A 107 kDa (pp107) casein kinase G (ck-G) substrate has been purified from mouse and beef thyroid cytosol; ck-G was purified from beef thyroid cytosol. Ck-G and pp107 were found to co-elute on DEAE cellulose chromatography at approximately 300 mM NaCl. Ck-G and pp107 were separated by spermine-agarose affinity chromatography; pp107 is eluted with a stepped gradient at 250 mM NaCl and ck-G is eluted at 500 mM NaCl. Ck-G was subsequently purified by casein-agarose and GTP-agarose affinity chromatography. The 107 kDa protein was purified using heparin-agarose affinity chromatography. Phosphorylation of purified pp107 by ck-G was stimulated by spermine (ED50 = 0.2 mM) and inhibited by low concentrations of heparin (0.1-5 micrograms/ml). The Km and Vmax for the reaction were 1.46 microM and 32.2 nmoles P transferred/20 min/mg protein, respectively; 1 mole pp107 incorporated 0.81 mole phosphorus. pp107 was found to be an acidic substrate with a pI of 3.87 and was absorbed to wheat-germ agglutinin-agarose.
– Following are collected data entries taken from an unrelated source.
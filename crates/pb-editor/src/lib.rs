pub mod autosave;
pub mod clipboard;
pub mod config;
pub mod editor;
pub mod error;
pub mod history;
pub mod shortcuts;
pub mod store;

pub use autosave::{AutoSaver, SaveStatus};
pub use clipboard::{Clipboard, MemoryClipboard};
pub use config::EditorConfig;
pub use editor::Editor;
pub use error::{EditorError, StoreError};
pub use history::History;
pub use shortcuts::{ShortcutAction, ShortcutMap};
pub use store::{
    DocumentMeta, DocumentRepository, FileRepository, MemoryRepository, SavedDocument, StoreFormat,
};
The specificity of pp107 phosphorylation was studied using diacylglycerol-activated calcium/phospholipid-dependent protein kinase C, calcium-activated calmodulin-dependent protein kinase, and the catalytic subunit of cAMP-dependent protein kinase A. Phosphorylation of pp107 by the other protein kinases tested never exceeded 4% of that of ck-G. Our data show that pp107 is an acidic glycoprotein which may serve as a high-affinity and specific substrate for ck-G.